Defences Flashcards
What are the 3 defences that need evaluating??
Intoxication
Consent
Self Defence
What are three negatives about intoxication??
1) DPP v Majewski ignores the couincidence rule. The desicion to drink is several hours before the AR as in O’Grady. Therefore the law is unfair to defendants who may lack the necassary at the time the AR is committed. This is contary to the principles of natural justice.
2) As D can only be convicted for basic intent offences the law is inconsistent. If D commited murder then it drops to maslaughter. But for some offences there is no fall back conviction so if they sucessfully plead intoxication they will be aquitted for lack of MR.
3) Ascribing recklessness for basic intent offences for D becoming intoxicated isnt fair. When intoxicated D may only forsee a general risk of doing something stupid when drunk but can be convicted of offences like ABH where D must forsee the battery or assault. The law commission declared this unfair in their 1993 paper but changed this. The law in this area prioritises the protection of Vs than the fairness to Ds.
Law commision for Intoxication??
2009 Report No. 314 recommended abolishing the use of specfic and basic intent in favour of classifying the offences by MR so if D intended the consequence or whether the offence requires proof of recklessness.
What are 4 issues with self defence??
1) If the force is necessary or not is a question for the jury. In Bird D did not need to retreat but the jury may take into account that they could have retreated when deciding. This confuses the jury and this is contary to the rule of law.
2) The law on Householders allows them to use force as long as it is not “grossly disproportionate”. This is fair to victims of domestic burgalry but permits aquittals where unreasonable force has been used and this is morally difficult to justify. It also can be hard to draw distinctionbetween householders and normal people in other situations who are equally afraid but are offered less protection.

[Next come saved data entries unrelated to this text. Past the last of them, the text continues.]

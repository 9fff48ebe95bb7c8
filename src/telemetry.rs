//! Tracing subscriber setup for binaries.

use tracing_subscriber::EnvFilter;

pub const DEFAULT_FILTER: &str = "gym_api=info,tower_http=info";

/// Install a global fmt subscriber. `RUST_LOG` wins over `default_filter`.
/// Safe to call more than once; later calls are ignored.
pub fn init_tracing(default_filter: &str) {
    let filter = EnvFilter::try_from_default_env().unwrap_or_else(|_| EnvFilter::new(default_filter));
    let _ = tracing_subscriber::fmt().with_env_filter(filter).try_init();
}
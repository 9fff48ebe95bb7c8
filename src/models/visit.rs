use crate::resource::Resource;
use crate::schema::{FieldSchema, FieldType};
use crate::sql::{BindValue, TableDef};
use chrono::{DateTime, Utc};
use serde::{Deserialize, Serialize};

/// One check-in of a member at a location.
#[derive(Clone, Debug, PartialEq, Serialize, Deserialize, sqlx::FromRow)]
pub struct Visit {
    #[serde(default)]
    pub visit_id: i64,
    pub member_id: i64,
    pub location_id: i64,
    #[serde(default)]
    pub checked_in_at: Option<DateTime<Utc>>,
    #[serde(default)]
    pub created_at: Option<DateTime<Utc>>,
}

impl Resource for Visit {
    const TABLE: TableDef = TableDef {
        table: "visits",
        id_column: "visit_id",
        columns: &["visit_id", "member_id", "location_id", "checked_in_at", "created_at"],
        defaulted: &["checked_in_at", "created_at"],
    };
    const SCHEMA: FieldSchema = FieldSchema::new(&[
        ("visit_id", FieldType::Integer),
        ("member_id", FieldType::Integer),
        ("location_id", FieldType::Integer),
        ("checked_in_at", FieldType::Datetime),
        ("created_at", FieldType::Datetime),
    ]);
    const PATH: &'static str = "visits";

    fn values(&self) -> Vec<(&'static str, BindValue)> {
        vec![
            ("member_id", self.member_id.into()),
            ("location_id", self.location_id.into()),
            ("checked_in_at", self.checked_in_at.into()),
        ]
    }
}
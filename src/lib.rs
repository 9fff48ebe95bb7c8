//! Gym membership REST backend: typed entities over PostgreSQL with schema-checked
//! filtering and sorting on every list endpoint.

pub mod config;
pub mod db;
pub mod error;
pub mod extractors;
pub mod handlers;
pub mod migration;
pub mod models;
pub mod query;
pub mod resource;
pub mod response;
pub mod routes;
pub mod schema;
pub mod service;
pub mod sql;
pub mod state;
pub mod telemetry;

pub use config::Config;
pub use db::{ensure_database_exists, Database};
pub use error::{AppError, ConfigError, QueryError, StoreError};
pub use migration::apply_migrations;
pub use query::{FilterCompiler, ListQuery, Page, Predicate, QueryParams, SortCompiler, SortDirection, SortSpec};
pub use resource::Resource;
pub use response::{success_many, success_one, success_one_ok};
pub use routes::{api_routes, app, common_routes_with_ready, resource_routes, API_PREFIX};
pub use schema::{FieldSchema, FieldType};
pub use service::{RecordValidator, ResourceStore};
pub use state::AppState;
pub use telemetry::init_tracing;
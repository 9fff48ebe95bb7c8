//! Safe SQL builder: identifiers from table definitions only, values as parameters.

mod builder;
pub mod params;
pub use builder::*;
pub use params::*;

3) It can be argued that self defence is too generous to defendants as D can use the defence even if they are unreasonablely mistaken ( as long as they are not intoxicated ). It is arguably unfair to aquit D based on theor unreasonable belief of the situation but in the other hand is prosecuting Ds when they thought the use of force was necessary. The law does not protect the victims in such situations Williams (Gladstone).
4) Characteristics are irrelevant in deciding whether D thought the degree of force was necassary as in R v Martin. Although unfair to D this was a practical desicion as it is not appropriate to “encourage medical disputes” in such cases. This prioritises the administration of courts over sustantive justice as confirmed in R v Oye 2013.
Law commision for Self Defence??
Can be argued that in the provisions of the JA 2008 the balance is in favour of the Ds whi can be unreasonably mistaken and in householders and the force they can use. The CJA has also made the law on necasary force unclear and the provisions should be repealed but in practice this is unlikley.
What are the issues and positive with Consent??
1) R v Wilson and R v Brown show inconsistency. In Wilson Ds wife required medical attention yet D was aquitted but in Brown Ds were not seriously hurt but Ds were convicted and the acts done were for sexual gratification and involbed cruelty and degradation. This could be a moral and not a legal descion and critcs argue that it permits the acts between heterosexual but not homosexuals. But in Brown the judge drew a line between the incidental violence and violence which is inflicted for the indulgence of cruelty showing that it is policy not prejudiced.
2) Horseplay is an incident where consent is accepted by the courts even if harm occured as D lacks the MR for assault. This is even in the case if D did not consent as in Jones and Aitken even though serious injury was caused. This seems less fair given that in the cases of Brown and Emmett real consent was given for disapproved sexual acts showing the law is confusing and contary to the rule of law and shows victims are not adequently protected.
3) Defence of consent is needed for sports in some situations such as contact sports and surgery which is why in the court of appeal in Attorney Generals Reference No.6 of 1980 listed exceptions to the rule that consent is not permitted where harm is caused. Without this we couldnt play sports like rugby. The COA reffered to properly conducted sports and this adds the important safeguard that conduct must fall within the scope of the game so “off the ball” incidents are more likley to be criminal acts. R v Barnes. This balances the need to permit contact sports with upholding the crimial law of assault.
Law commision for consent??
Consultation Paper No.139 of 1995 where they discussed if an objective element should be added in reagrd to mistaken consent cases. This would be if (a) it would not have been obvious to a reasonable person in his/her position that the other person did not so consent, or (b) he or she was not capable of appreciating that the person did not consent. This would provide greater protection to victims involving horseplay incidents.